In Spring, Dependency Injection (DI) means you let the Spring container create and provide the objects your class depends on, instead of manually creating them with new.
The recommended approach in modern Spring is constructor injection.
1. Define a dependency as a Spring bean
import org.springframework.stereotype.Component;
@Component
public class EmailSender {
public void send(String message) {
System.out.println("Sending email: " + message);
}
}
@Component tells Spring: “Create and manage an instance of this class.”

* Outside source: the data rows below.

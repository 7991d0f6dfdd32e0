//! Schedule quality metrics.
//!
//! Computes aggregate performance indicators from a completed run.
//!
//! # Metrics
//!
//! | Metric | Definition |
//! |--------|-----------|
//! | Avg Turnaround | mean(completion - arrival) |
//! | Avg Waiting | mean(turnaround - burst) |
//! | Max Waiting | Largest single wait |
//! | Makespan | Latest completion time |
//! | CPU Utilization | total burst / (makespan - earliest arrival) |
//! | Throughput | processes / (makespan - earliest arrival) |

use serde::Serialize;

use crate::error::{Result, ScheduleError};
use crate::models::Process;

/// Aggregate indicators for one simulation run.
#[derive(Debug, Clone, PartialEq, Serialize)]
pub struct ScheduleMetrics {
    /// Mean turnaround time.
    pub avg_turnaround: f64,
    /// Mean waiting time.
    pub avg_waiting: f64,
    /// Largest waiting time of any single process.
    pub max_waiting: i64,
    /// Latest completion time.
    pub makespan: i64,
    /// Sum of burst times.
    pub total_burst: i64,
    /// Fraction of the active span the CPU was busy (0.0..1.0).
    pub cpu_utilization: f64,
    /// Completed processes per time unit over the active span.
    pub throughput: f64,
}

impl ScheduleMetrics {
    /// Computes metrics from annotated processes.
    ///
    /// Fails with [`ScheduleError::EmptyInput`] rather than dividing by zero.
    pub fn calculate(processes: &[Process]) -> Result<Self> {
        if processes.is_empty() {
            return Err(ScheduleError::EmptyInput);
        }

        // Totals in i128: per-process times fit in i64, their sums need not.
        let count = processes.len() as f64;
        let total = |field: fn(&Process) -> i64| -> i128 {
            processes.iter().map(|p| i128::from(field(p))).sum()
        };
        let total_turnaround = total(|p| p.turnaround_time);
        let total_waiting = total(|p| p.waiting_time);
        let total_burst = total(|p| p.burst_time);
        let max_waiting = processes.iter().map(|p| p.waiting_time).max().unwrap_or(0);
        let makespan = processes
            .iter()
            .map(|p| p.completion_time)
            .max()
            .unwrap_or(0);
        let first_arrival = processes
            .iter()
            .map(|p| p.arrival_time)
            .min()
            .unwrap_or(0);

        let span = i128::from(makespan) - i128::from(first_arrival);
        let (cpu_utilization, throughput) = if span > 0 {
            (total_burst as f64 / span as f64, count / span as f64)
        } else {
            (0.0, 0.0)
        };

        Ok(Self {
            avg_turnaround: total_turnaround as f64 / count,
            avg_waiting: total_waiting as f64 / count,
            max_waiting,
            makespan,
            total_burst: i64::try_from(total_burst).unwrap_or(i64::MAX),
            cpu_utilization,
            throughput,
        })
    }
}
//! Selection rules and rule engine for non-preemptive dispatch.
//!
//! Provides scoring rules (shortest burst, longest burst, highest response
//! ratio) and a rule engine that picks the best *eligible* process from a
//! ready set. SJF, LJF and HRRN share this one selection path.
//!
//! # Usage
//!
//! ```
//! use cpu_sched::dispatching::{RuleEngine, SelectionContext};
//! use cpu_sched::dispatching::rules;
//! use cpu_sched::models::Process;
//!
//! let processes = vec![Process::new(1, 0, 8, 0), Process::new(2, 0, 3, 0)];
//! let engine = RuleEngine::new().with_rule(rules::ShortestBurst);
//!
//! let context = SelectionContext::at_time(0);
//! let best = engine.select_eligible(&processes, &[false, false], &context);
//! assert_eq!(best, Some(1));
//! ```

mod context;
mod engine;
pub mod rules;

pub use context::SelectionContext;
pub use engine::RuleEngine;

use crate::models::Process;
use std::cmp::Ordering;
use std::fmt::Debug;

/// Score returned by a selection rule.
///
/// Lower scores = higher priority (dispatched first).
pub type RuleScore = f64;

/// A rule that scores a process for dispatch.
///
/// # Score Convention
/// **Lower score = higher priority.** Rules that prefer larger quantities
/// (longest burst, highest response ratio) return the negated quantity.
pub trait SelectionRule: Send + Sync + Debug {
    /// Rule name (e.g., "SJF", "HRRN").
    fn name(&self) -> &'static str;

    /// Evaluates a process given the current simulation state.
    ///
    /// Returns a score where lower = higher priority.
    fn evaluate(&self, process: &Process, context: &SelectionContext) -> RuleScore;

    /// Orders two processes; `Less` means `a` should run before `b`.
    ///
    /// Defaults to comparing scores exactly. Rules whose score is a derived
    /// ratio override this to compare in integer arithmetic.
    fn compare(&self, a: &Process, b: &Process, context: &SelectionContext) -> Ordering {
        self.evaluate(a, context)
            .partial_cmp(&self.evaluate(b, context))
            .unwrap_or(Ordering::Equal)
    }
}
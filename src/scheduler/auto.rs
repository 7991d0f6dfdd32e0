//! Heuristic policy selection.
//!
//! Inspects the spread of priorities and arrival times and picks one
//! concrete policy. Runs no simulation of its own.
//!
//! # Decision order (first match wins)
//!
//! | Condition | Policy |
//! |-----------|--------|
//! | priority spread > `priority_spread` | Priority |
//! | arrival spread ≤ `compact_arrival_spread` | SJF |
//! | arrival spread > `wide_arrival_spread` | Round Robin |
//! | otherwise | FCFS |
//!
//! Widely spread arrivals pick Round Robin to keep late short jobs from
//! starving behind long ones.

use crate::config::ClassifierThresholds;
use crate::error::{Result, ScheduleError};
use crate::models::{Policy, Process};

/// Spread statistics the classifier decides on.
#[derive(Debug, Clone, Copy, PartialEq, Eq)]
pub struct WorkloadProfile {
    /// `max(priority) - min(priority)`.
    pub priority_spread: i64,
    /// `max(arrival) - min(arrival)`.
    pub arrival_spread: i64,
}

impl WorkloadProfile {
    /// Computes spreads over a non-empty process set.
    pub fn of(processes: &[Process]) -> Result<Self> {
        let priority_spread = spread(processes.iter().map(|p| i64::from(p.priority)))
            .ok_or(ScheduleError::EmptyInput)?;
        let arrival_spread =
            spread(processes.iter().map(|p| p.arrival_time)).ok_or(ScheduleError::EmptyInput)?;
        Ok(Self {
            priority_spread,
            arrival_spread,
        })
    }
}

fn spread(values: impl Iterator<Item = i64>) -> Option<i64> {
    values
        .fold(None, |acc: Option<(i64, i64)>, v| match acc {
            None => Some((v, v)),
            Some((lo, hi)) => Some((lo.min(v), hi.max(v))),
        })
        .map(|(lo, hi)| hi.saturating_sub(lo))
}

/// Chooses a concrete policy from workload statistics.
#[derive(Debug, Clone, Copy, Default, PartialEq, Eq)]
pub struct AutoClassifier {
    thresholds: ClassifierThresholds,
}

impl AutoClassifier {
    /// Creates a classifier with the given thresholds.
    pub fn new(thresholds: ClassifierThresholds) -> Self {
        Self { thresholds }
    }

    /// Thresholds in use.
    pub fn thresholds(&self) -> &ClassifierThresholds {
        &self.thresholds
    }

    /// Picks the policy for `processes`. Never returns [`Policy::Auto`].
    pub fn classify(&self, processes: &[Process]) -> Result<Policy> {
        Ok(self.classify_profile(&WorkloadProfile::of(processes)?))
    }

    /// Picks the policy for precomputed spreads.
    pub fn classify_profile(&self, profile: &WorkloadProfile) -> Policy {
        let t = &self.thresholds;
        if profile.priority_spread > t.priority_spread {
            Policy::Priority
        } else if profile.arrival_spread <= t.compact_arrival_spread {
            Policy::Sjf
        } else if profile.arrival_spread > t.wide_arrival_spread {
            Policy::RoundRobin
        } else {
            Policy::Fcfs
        }
    }
}
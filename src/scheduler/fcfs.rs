//! First-Come-First-Served.
//!
//! # Algorithm
//!
//! 1. Stable-sort processes by arrival time.
//! 2. Run each to completion in that order, jumping the clock over idle gaps.
//!
//! # Complexity
//! O(n log n) for the sort, O(n) for the run.

use super::Execution;
use crate::error::Result;
use crate::models::{sorted_by_arrival, Process, Slice, Timeline};
use crate::validation::ensure_valid;

/// Runs FCFS over `processes`.
///
/// Output is in arrival order; equal arrivals keep their input order.
pub fn first_come_first_served(processes: &[Process]) -> Result<Execution> {
    ensure_valid(processes)?;

    let (positions, mut processes) = sorted_by_arrival(processes);
    let mut timeline = Timeline::new();
    let mut current_time = 0;

    for (&position, process) in positions.iter().zip(&mut processes) {
        current_time = current_time.max(process.arrival_time);
        process.run_from(current_time);
        timeline.push(Slice::new(
            position,
            process.id,
            current_time,
            process.completion_time,
        ));
        current_time = process.completion_time;
    }

    Ok(Execution {
        processes,
        positions,
        timeline,
    })
}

2. Inject it into another bean
import org.springframework.stereotype.Service;
@Service
public class NotificationService {
private final EmailSender emailSender;
public NotificationService(EmailSender emailSender) {
this.emailSender = emailSender;
}
public void notifyUser(String message) {
emailSender.send(message);
}
}
Because NotificationService is also a Spring bean, Spring sees its constructor and automatically provides an EmailSender.
In modern Spring, if there is only one constructor, you usually do not need @Autowired on the constructor.
3. Use the service from a controller or another bean
import org.springframework.web.bind.annotation.GetMapping;
import org.springframework.web.bind.annotation.RestController;
@RestController
public class NotificationController {
private final NotificationService notificationService;
public NotificationController(NotificationService notificationService) {
this.notificationService = notificationService;
}
@GetMapping("/notify")
public String notifyUser() {
notificationService.notifyUser("Hello from Spring!");
return "Notification sent";
}
}
Common DI styles in Spring
Constructor injection — recommended
@Service
public class MyService {
private final MyDependency myDependency;
public MyService(MyDependency myDependency) {
this.myDependency = myDependency;
}
}
Use this most of the time because it:
- makes dependencies explicit
- supports immutability with
final - is easier to test
- avoids partially initialized objects
Setter injection
@Service
public class MyService {
private MyDependency myDependency;
@Autowired
public void setMyDependency(MyDependency myDependency) {
this.myDependency = myDependency;
}
}
Use setter injection mainly for optional dependencies or dependencies that may change after construction.
Field injection — usually avoid
@Service
public class MyService {
@Autowired
private MyDependency myDependency;
}
This works, but it is generally discouraged because it makes testing harder and hides the class’s required dependencies.
Injecting interfaces
A common pattern is to inject an interface rather than a concrete class:
public interface MessageSender {
void send(String message);
}
import org.springframework.stereotype.Component;
@Component
public class EmailSender implements MessageSender {
@Override
public void send(String message) {
System.out.println("Email: " + message);
}
}
import org.springframework.stereotype.Service;
@Service
public class NotificationService {
private final MessageSender messageSender;
public NotificationService(MessageSender messageSender) {
this.messageSender = messageSender;
}
public void notifyUser(String message) {
messageSender.send(message);
}
}
If there is only one implementation of MessageSender, Spring injects it automatically.
When there are multiple implementations
If multiple beans match the same type, use @Qualifier:
import org.springframework.beans.factory.annotation.Qualifier;
import org.springframework.stereotype.Service;
@Service
public class NotificationService {
private final MessageSender messageSender;
public NotificationService(@Qualifier("emailSender") MessageSender messageSender) {
this.messageSender = messageSender;
}
}
The qualifier value usually matches the bean name, which by default is the class name with a lowercase-first letter.
Creating beans with @Bean
You can also define beans in a configuration class:
import org.springframework.context.annotation.Bean;
import org.springframework.context.annotation.Configuration;
@Configuration
public class AppConfig {
@Bean
public EmailSender emailSender() {
return new EmailSender();
}
}
This is useful when:
- the class comes from a third-party library
- construction requires custom setup
- you do not want to annotate the class with
@Component
Summary
Use this pattern most of the time:
@Service
public class MyService {
private final MyDependency myDependency;
public MyService(MyDependency myDependency) {
this.myDependency = myDependency;
}
public void doWork() {
myDependency.doSomething();
}
}
And make sure the dependency is a Spring bean:
@Component
public class MyDependency {
public void doSomething() {
System.out.println("Dependency logic executed.");
}
}
In short: annotate your classes with Spring stereotypes like @Component, @Service, or @Repository, then inject dependencies through constructors.